Nasza Loteria SR - pasek na kartach artykułów

Nasz koszyk. Porównujemy ceny w sklepach w Koszalinie i Białogardzie

Irena Boguszewska [email protected] Tel. 94 347 35 99 Infografika: Bartosz Ignasiak
Tak kształtują się ceny w naszych sklepach.
Tak kształtują się ceny w naszych sklepach.
Większość emerytów i rencistów robi zakupy w sklepach takich jak "Lidl", "Tesco", "Biedronka", "Kaufland", czy "Intermarche".

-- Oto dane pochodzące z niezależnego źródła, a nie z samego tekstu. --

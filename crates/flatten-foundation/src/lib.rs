//! Foundation Layer - Core types, errors and edit planning
//!
//! This crate provides the building blocks shared by the rest of the
//! workspace:
//! - The error type used by every library crate
//! - The parsed import model and the `ImportSyntax` plugin seam
//! - Edit plans and the run report

pub mod error;
pub mod model;
pub mod planning;

// Re-export commonly used types for convenience
pub use error::*;
pub use model::*;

Nie zmienił tego fakt, że w marcu dostali podwyżki świadczeń. Czy faktycznie wybierają najtańsze sklepy? Postanowiliśmy to sprawdzić.

- Co to za podwyżka emerytury? - denerwuje się Zygmunt Mikuszewski, emeryt z Koszalina. - Ja już jej nie mam, wydałem, zanim dostałem. Nie dlatego, że jestem rozrzutny, a musiałem. Centralne ogrzewanie podrożało aż o 40 gr za jedną jednostkę, w górę poszły ceny gazu i prądu. Gdybym dostał trzy razy taką waloryzację, jaką otrzymałem, to i tak by nie wystarczyła na pokrycie całego wzrostu cen.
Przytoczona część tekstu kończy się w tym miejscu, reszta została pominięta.